_Work order_
Keep only the lines from the start of the data through the line containing "or generated yet.", and output them exactly.

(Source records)
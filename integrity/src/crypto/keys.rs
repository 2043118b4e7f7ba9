//! # Key Management
//!
//! The deployment's single long-lived P-384 keypair.
//!
//! On first boot the keypair is generated and written as two PEM files:
//! `private.pem` (PKCS#8) and `public.pem` (SPKI). Every later boot loads
//! them. After [`KeyStore::initialize`] returns, the keys are read-only and
//! can be shared across any number of signing threads without locking.
//!
//! ## Single writer
//!
//! Initialization is serialized twice over: an in-process mutex for
//! threads sharing one `KeyStore`, and an exclusive `fs2` file lock for
//! processes sharing one keys directory. The private key is created with
//! `create_new`, so even if both guards were bypassed a second generator
//! fails instead of replacing a key that signatures already depend on.
//!
//! ## What is never done
//!
//! - A private key file that exists but does not parse is never
//!   overwritten. That is reported as [`KeyError::Corrupt`].
//! - Key bytes are never logged or included in `Debug` output.

use std::fs::{self, File, OpenOptions};
use std::io::{self, Write};
use std::path::{Path, PathBuf};
use std::sync::OnceLock;

use fs2::FileExt;
use p384::ecdsa::signature::DigestSigner;
use p384::ecdsa::{Signature, SigningKey, VerifyingKey};
use p384::pkcs8::{DecodePrivateKey, DecodePublicKey, EncodePrivateKey, EncodePublicKey, LineEnding};
use p384::{PublicKey, SecretKey};
use parking_lot::Mutex;
use rand::rngs::OsRng;
use serde::{Deserialize, Serialize};
use sha2::{Digest, Sha384};
use thiserror::Error;

use crate::config::{
    CURVE_NAME, HASH_ALGORITHM, KEYGEN_LOCK_FILE, KEYS_DIR_MODE, KEYS_DIR_NAME, PRIVATE_KEY_FILE,
    PRIVATE_KEY_MODE, PUBLIC_KEY_FILE, SIGNATURE_ALGORITHM,
};

/// Errors from the key lifecycle.
#[derive(Debug, Error)]
pub enum KeyError {
    /// The keypair has not been loaded or generated yet.
    #[error("keypair not initialized")]
    NotInitialized,

    /// No private key is loaded, or the signing primitive refused.
    #[error("signing failed")]
    SigningFailed,

    #[error("key storage I/O failed at {path}: {source}")]
    Io {
        path: PathBuf,
        #[source]
        source: io::Error,
    },

    /// A private key file is present but unusable. It is left untouched.
    #[error("private key at {path} exists but cannot be parsed; refusing to replace it")]
    Corrupt { path: PathBuf },

    #[error("key encoding failed")]
    Encoding,

    #[error("could not lock key directory {path}: {source}")]
    LockFailed {
        path: PathBuf,
        #[source]
        source: io::Error,
    },
}

fn io_err(path: &Path) -> impl FnOnce(io::Error) -> KeyError + '_ {
    move |source| KeyError::Io {
        path: path.to_path_buf(),
        source,
    }
}

/// The public half of the keypair plus the algorithm triple it is used
/// with. This is the only key material ever handed to consumers.
#[derive(Debug, Clone, PartialEq, Eq, Serialize, Deserialize)]
#[serde(rename_all = "camelCase")]
pub struct PublicKeyInfo {
    /// SPKI public key, PEM-wrapped.
    pub public_key: String,
    pub algorithm: String,
    pub curve: String,
    pub hash: String,
}

impl PublicKeyInfo {
    /// Wraps a PEM public key with this deployment's algorithm names.
    pub fn new(public_key: String) -> Self {
        Self {
            public_key,
            algorithm: SIGNATURE_ALGORITHM.to_string(),
            curve: CURVE_NAME.to_string(),
            hash: HASH_ALGORITHM.to_string(),
        }
    }

    /// Whether the advertised algorithm triple is the one records are
    /// signed with.
    pub fn is_supported(&self) -> bool {
        self.algorithm == SIGNATURE_ALGORITHM
            && self.curve == CURVE_NAME
            && self.hash == HASH_ALGORITHM
    }
}

struct LoadedKeys {
    signing_key: SigningKey,
    public_pem: String,
}

/// Owner of the deployment keypair.
///
/// Construct with [`KeyStore::new`], call [`initialize`](Self::initialize)
/// once at startup, then share behind an `Arc`.
pub struct KeyStore {
    dir: PathBuf,
    keys: OnceLock<LoadedKeys>,
    init: Mutex<()>,
}

impl KeyStore {
    /// A store rooted at `keys_dir`. Nothing touches the disk until
    /// [`initialize`](Self::initialize).
    pub fn new(keys_dir: impl Into<PathBuf>) -> Self {
        Self {
            dir: keys_dir.into(),
            keys: OnceLock::new(),
            init: Mutex::new(()),
        }
    }

    /// A store using the conventional `keys/` subdirectory of a data dir.
    pub fn in_data_dir(data_dir: &Path) -> Self {
        Self::new(data_dir.join(KEYS_DIR_NAME))
    }

    /// Creates and initializes a store in one step.
    pub fn open(keys_dir: impl Into<PathBuf>) -> Result<Self, KeyError> {
        let store = Self::new(keys_dir);
        store.initialize()?;
        Ok(store)
    }

    /// The directory holding the key files.
    pub fn dir(&self) -> &Path {
        &self.dir
    }

    pub fn is_initialized(&self) -> bool {
        self.keys.get().is_some()
    }

    /// Loads the keypair, generating and persisting it first if absent.
    ///
    /// Safe to call repeatedly and from several threads: the first caller
    /// does the work, the rest wait for it and return `Ok(())`.
    pub fn initialize(&self) -> Result<(), KeyError> {
        let _guard = self.init.lock();
        if self.keys.get().is_some() {
            return Ok(());
        }

        self.ensure_dir()?;
        let lock = self.lock_dir()?;
        let loaded = match self.load()? {
            Some(keys) => keys,
            None => self.generate()?,
        };
        // Dropping the handle releases the advisory lock.
        drop(lock);

        let _ = self.keys.set(loaded);
        Ok(())
    }

    /// The SPKI public key in PEM form.
    pub fn public_key(&self) -> Result<&str, KeyError> {
        self.keys
            .get()
            .map(|k| k.public_pem.as_str())
            .ok_or(KeyError::NotInitialized)
    }

    /// The public key plus algorithm metadata, as served to consumers.
    pub fn public_key_info(&self) -> Result<PublicKeyInfo, KeyError> {
        Ok(PublicKeyInfo::new(self.public_key()?.to_string()))
    }

    /// The verifying half of the keypair.
    pub fn verifying_key(&self) -> Result<VerifyingKey, KeyError> {
        self.keys
            .get()
            .map(|k| *k.signing_key.verifying_key())
            .ok_or(KeyError::NotInitialized)
    }

    /// ECDSA-signs `SHA-384(message)` and returns the DER-encoded signature.
    pub fn sign(&self, message: &[u8]) -> Result<Vec<u8>, KeyError> {
        let keys = self.keys.get().ok_or(KeyError::SigningFailed)?;
        let digest = Sha384::new_with_prefix(message);
        let signature: Signature = keys
            .signing_key
            .try_sign_digest(digest)
            .map_err(|_| KeyError::SigningFailed)?;
        Ok(signature.to_der().as_bytes().to_vec())
    }

    // -- Storage ------------------------------------------------------------

    fn private_path(&self) -> PathBuf {
        self.dir.join(PRIVATE_KEY_FILE)
    }

    fn public_path(&self) -> PathBuf {
        self.dir.join(PUBLIC_KEY_FILE)
    }

    fn ensure_dir(&self) -> Result<(), KeyError> {
        if self.dir.is_dir() {
            return Ok(());
        }
        fs::create_dir_all(&self.dir).map_err(io_err(&self.dir))?;
        #[cfg(unix)]
        {
            use std::os::unix::fs::PermissionsExt;
            fs::set_permissions(&self.dir, fs::Permissions::from_mode(KEYS_DIR_MODE))
                .map_err(io_err(&self.dir))?;
        }
        tracing::info!(path = %self.dir.display(), "keys directory created");
        Ok(())
    }

    fn lock_dir(&self) -> Result<File, KeyError> {
        let path = self.dir.join(KEYGEN_LOCK_FILE);
        let file = OpenOptions::new()
            .create(true)
            .write(true)
            .truncate(false)
            .open(&path)
            .map_err(io_err(&path))?;
        file.lock_exclusive()
            .map_err(|source| KeyError::LockFailed { path, source })?;
        Ok(file)
    }

    /// Loads the keypair from disk. `Ok(None)` means there is no private
    /// key yet and one should be generated.
    ///
    /// The public key is always re-derived from the private key. A missing
    /// or mismatched `public.pem` is rewritten from it.
    fn load(&self) -> Result<Option<LoadedKeys>, KeyError> {
        let private_path = self.private_path();
        let private_pem = match fs::read_to_string(&private_path) {
            Ok(pem) => pem,
            Err(e) if e.kind() == io::ErrorKind::NotFound => return Ok(None),
            Err(e) => return Err(io_err(&private_path)(e)),
        };

        let secret = SecretKey::from_pkcs8_pem(&private_pem).map_err(|_| KeyError::Corrupt {
            path: private_path.clone(),
        })?;
        let public_pem = encode_public(&secret)?;

        let public_path = self.public_path();
        match fs::read_to_string(&public_path) {
            Ok(on_disk) => {
                let matches = PublicKey::from_public_key_pem(&on_disk)
                    .map(|pk| pk == secret.public_key())
                    .unwrap_or(false);
                if !matches {
                    tracing::warn!(
                        path = %public_path.display(),
                        "public key file does not match private key, rewriting"
                    );
                    write_file(&public_path, public_pem.as_bytes())?;
                }
            }
            Err(e) if e.kind() == io::ErrorKind::NotFound => {
                tracing::info!(path = %public_path.display(), "public key missing, re-deriving");
                write_file(&public_path, public_pem.as_bytes())?;
            }
            Err(e) => return Err(io_err(&public_path)(e)),
        }

        tracing::info!(dir = %self.dir.display(), "keypair loaded from files");
        Ok(Some(LoadedKeys {
            signing_key: SigningKey::from(&secret),
            public_pem,
        }))
    }

    fn generate(&self) -> Result<LoadedKeys, KeyError> {
        tracing::info!(dir = %self.dir.display(), curve = CURVE_NAME, "generating keypair");

        let secret = SecretKey::random(&mut OsRng);
        let private_pem = secret
            .to_pkcs8_pem(LineEnding::LF)
            .map_err(|_| KeyError::Encoding)?;
        let public_pem = encode_public(&secret)?;

        write_private(&self.private_path(), private_pem.as_bytes())?;
        write_file(&self.public_path(), public_pem.as_bytes())?;

        tracing::info!(dir = %self.dir.display(), "keypair generated and saved");
        Ok(LoadedKeys {
            signing_key: SigningKey::from(&secret),
            public_pem,
        })
    }
}

impl std::fmt::Debug for KeyStore {
    fn fmt(&self, f: &mut std::fmt::Formatter<'_>) -> std::fmt::Result {
        f.debug_struct("KeyStore")
            .field("dir", &self.dir)
            .field("initialized", &self.is_initialized())
            .finish()
    }
}

fn encode_public(secret: &SecretKey) -> Result<String, KeyError> {
    secret
        .public_key()
        .to_public_key_pem(LineEnding::LF)
        .map_err(|_| KeyError::Encoding)
}

/// Creates the private key file. Fails if it already exists.
fn write_private(path: &Path, contents: &[u8]) -> Result<(), KeyError> {
    let mut options = OpenOptions::new();
    options.write(true).create_new(true);
    #[cfg(unix)]
    {
        use std::os::unix::fs::OpenOptionsExt;
        options.mode(PRIVATE_KEY_MODE);
    }
    let mut file = options.open(path).map_err(io_err(path))?;
    file.write_all(contents).map_err(io_err(path))?;
    file.sync_all().map_err(io_err(path))
}

fn write_file(path: &Path, contents: &[u8]) -> Result<(), KeyError> {
    let mut file = File::create(path).map_err(io_err(path))?;
    file.write_all(contents).map_err(io_err(path))?;
    file.sync_all().map_err(io_err(path))
}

_Reply to the task_
filename integrity/src/crypto/keys.rs
repository 2043118b4e7f7ba9
//! # Key Management
//!
//! The deployment's single long-lived P-384 keypair.
//!
//! On first boot the keypair is generated and written as two PEM files:
//! `private.pem` (PKCS#8) and `public.pem` (SPKI). Every later boot loads
//! them. After [`KeyStore::initialize`] returns, the keys are read-only and
//! can be shared across any number of signing threads without locking.
//!
//! ## Single writer
//!
//! Initialization is serialized twice over: an in-process mutex for
//! threads sharing one `KeyStore`, and an exclusive `fs2` file lock for
//! processes sharing one keys directory. The private key is created with
//! `create_new`, so even if both guards were bypassed a second generator
//! fails instead of replacing a key that signatures already depend on.
//!
//! ## What is never done
//!
//! - A private key file that exists but does not parse is never
//!   overwritten. That is reported as [`KeyError::Corrupt`].
//! - Key bytes are never logged or included in `Debug` output.

use std::fs::{self, File, OpenOptions};
use std::io::{self, Write};
use std::path::{Path, PathBuf};
use std::sync::OnceLock;

use fs2::FileExt;
use p384::ecdsa::signature::DigestSigner;
use p384::ecdsa::{Signature, SigningKey, VerifyingKey};
use p384::pkcs8::{DecodePrivateKey, DecodePublicKey, EncodePrivateKey, EncodePublicKey, LineEnding};
use p384::{PublicKey, SecretKey};
use parking_lot::Mutex;
use rand::rngs::OsRng;
use serde::{Deserialize, Serialize};
use sha2::{Digest, Sha384};
use thiserror::Error;

use crate::config::{
    CURVE_NAME, HASH_ALGORITHM, KEYGEN_LOCK_FILE, KEYS_DIR_MODE, KEYS_DIR_NAME, PRIVATE_KEY_FILE,
    PRIVATE_KEY_MODE, PUBLIC_KEY_FILE, SIGNATURE_ALGORITHM,
};

/// Errors from the key lifecycle.
#[derive(Debug, Error)]
pub enum KeyError {
    /// The keypair has not been loaded or generated yet.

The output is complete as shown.